The study aims to highlight the growing sustainability trend among large retailers as many adopt policies that reduce usage of toxic chemicals such as PFAS, or “forever chemicals,” so-called because of their resistance to being naturally broken down.

In its findings for Metro, whose subsidiaries include Food Basics and Jean Coutu, the study noted the substantial public attention around toxic indirect food additives, toxic chemicals in other products and certain plastics, but found, “there is no indication that Metro has made any significant public-facing commitments to address the safety of chemicals used in the products it sells, including any indirect food additives that may be in food contact materials.”

In an emailed statement, Metro communications manager Stephanie Bonk said the company had been unaware of the report, but plans to look into it.

The report also criticized Sobeys for the lack of indications that it is taking action to address the issue of toxic indirect food additives, chemicals and certain plastics.

Regarding Tim Hortons, the report said that parent RBI has no significant public-facing commitments to address the safety of indirect food additives that may be in food contact materials.

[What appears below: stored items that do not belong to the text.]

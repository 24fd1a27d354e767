//! Movie Catalog - A read-mostly movie catalog API
//!
//! Serves movie queries from a document store and director, actor and poll
//! rankings from self-refreshing snapshot caches.

pub mod api;
pub mod cache;
pub mod catalog;
pub mod config;
pub mod error;
pub mod models;
pub mod query;
pub mod store;
pub mod tasks;

pub use api::AppState;
pub use cache::{CacheOptions, SnapshotCache};
pub use catalog::CatalogCaches;
pub use config::Config;
pub use tasks::spawn_refresh_task;
//! Refresh Statistics Module
//!
//! Tracks refresh outcomes for a snapshot cache.

use chrono::{DateTime, Utc};
use serde::Serialize;

// == Refresh Stats ==
/// Tracks refresh outcomes of one cache.
#[derive(Debug, Clone, Default, Serialize)]
pub struct RefreshStats {
    /// Number of fetches that installed a new snapshot
    pub refreshes: u64,
    /// Number of fetches that failed
    pub failures: u64,
    /// Number of refresh requests collapsed into an in-flight fetch
    pub skipped: u64,
    /// When the current snapshot was installed
    pub last_refreshed_at: Option<DateTime<Utc>>,
}

impl RefreshStats {
    // == Constructor ==
    /// Creates a new RefreshStats with all counters at zero.
    pub fn new() -> Self {
        Self::default()
    }

    // == Failure Rate ==
    /// Returns failures / (refreshes + failures), or 0.0 if nothing was fetched yet.
    pub fn failure_rate(&self) -> f64 {
        let total = self.refreshes + self.failures;
        if total == 0 {
            0.0
        } else {
            self.failures as f64 / total as f64
        }
    }

    // == Record Refresh ==
    /// Counts a successful fetch and stamps the install time.
    pub fn record_refresh(&mut self) {
        self.refreshes += 1;
        self.last_refreshed_at = Some(Utc::now());
    }

    // == Record Failure ==
    /// Increments the failure counter.
    pub fn record_failure(&mut self) {
        self.failures += 1;
    }

    // == Record Skip ==
    /// Increments the skipped counter.
    pub fn record_skip(&mut self) {
        self.skipped += 1;
    }
}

However, it also said: “the company does receive credit for restricting various chemicals of high concern in promotional toys, for restricting bisphenol A in food-contact materials and for setting a goal to eliminate expanded polystyrene foam in all food packaging globally by 2021.”

In a statement to, Tim Hortons said all of its product and packaging specifications meet Health Canada and Canadian Food Inspection Agency standards.

“We also have strict guidelines around the approved products that are used in our restaurants to maintain food safety. We’re always striving to do better and continuously review our policies on raw materials.”

Tim Hortons also said it has been “proactively working” with its Canadian suppliers to develop and test PFAS-free packaging.

“The updated packaging materials will be introduced at all Tim Hortons restaurants in Canada, with the goal to complete the transition by early 2022,” the statement said.

Other Canadian companies ranked were Loblaws Inc., which earned a ‘C’, and Canadian Tire Corp, which received a ‘D’.

Catherine Thomas, senior director of external communications at Loblaw, said in an email that the company has been focused for years on reducing chemicals in its products and stores.

“We’re pleased to see that this attention has us leading our industry in this recent report,” she said. “That said, we know our efforts are not done, and in fact there are a number of initiatives we’ve implemented recently that were not reflected, including our no name Simple Check program, and our PC Free From program.” According to the company’s website, the ‘Simple Check’ products are those made without certain ingredients, such as artificial flavours and sweeteners, while the ‘Free From’ meats are made without antibiotics.

Other Canadian retailers mentioned in the report did not immediately respond to requests for comment.